> _MATERIAL FOR THIS EXERCISE_:

//! Progress log entry rendering (§4.1, §4.10).
//!
//! One combined entry per ordinary wave (implement + spec-check + merge);
//! timeout and setup-failure each get a dedicated entry instead.

use chrono::Utc;

use crate::domain::models::WorkerStatus;
use crate::engine::merge::MergeResult;

pub struct WaveReport<'a> {
    pub wave_id: &'a str,
    pub phase_label: &'a str,
    pub task_statuses: &'a [(String, WorkerStatus)],
    pub merge: &'a MergeResult,
}

/// One combined progress entry for an ordinary (non-timeout,
/// non-setup-failure) wave completion.
pub fn combined_wave_entry(report: &WaveReport<'_>) -> String {
    let passed = report
        .task_statuses
        .iter()
        .filter(|(_, s)| *s == WorkerStatus::Passed)
        .count();
    let total = report.task_statuses.len();
    let merged = report.merge.results.iter().filter(|r| r.success).count();

    let mut lines = vec![format!(
        "[{}] Wave {} ({}) — Passed: {passed}/{total}, Merged: {merged}",
        Utc::now().to_rfc3339(),
        report.wave_id,
        report.phase_label,
    )];
    for (task_id, status) in report.task_statuses {
        lines.push(format!("  - {task_id}: {status:?}"));
    }
    if report.merge.has_conflict {
        lines.push(format!(
            "  ! merge conflict on {}",
            report.merge.conflict_task_id.as_deref().unwrap_or("?")
        ));
    }
    lines.join("\n")
}

/// Dedicated entry for a wave that hit its iteration or inactivity
/// deadline (§4.10).
pub fn timeout_entry(wave_id: &str, kind: &str, task_ids: &[String]) -> String {
    format!(
        "[{}] Parallel Wave Timeout — wave {wave_id} ({kind}); tasks marked failed: {}",
        Utc::now().to_rfc3339(),
        task_ids.join(", "),
    )
}

/// Dedicated entry for a setup failure during reservation/spawn (§4.4 step 3).
pub fn setup_failure_entry(wave_id: &str, error: &str) -> String {
    format!(
        "[{}] Parallel Wave Setup Failure — wave {wave_id}: {error}",
        Utc::now().to_rfc3339(),
    )
}

/// Entry for a corrupted active-wave-record phase mismatch (§4.7.2).
pub fn state_corruption_entry(wave_id: &str, recorded_phase: &str, canonical_phase: &str) -> String {
    format!(
        "[{}] Parallel State Corruption Warning — wave {wave_id}: recorded phase {recorded_phase:?} \
         disagreed with canonical phase {canonical_phase:?}; corrected to canonical",
        Utc::now().to_rfc3339(),
    )
}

> _INSTRUCTIONS FOR THE TASK_:
Each line in the material above that mentions the word "Parallel" must be copied.

> _REPLY_:
        "[{}] Parallel Wave Timeout — wave {wave_id} ({kind}); tasks marked failed: {}",
        "[{}] Parallel Wave Setup Failure — wave {wave_id}: {error}",
        "[{}] Parallel State Corruption Warning — wave {wave_id}: recorded phase {recorded_phase:?} \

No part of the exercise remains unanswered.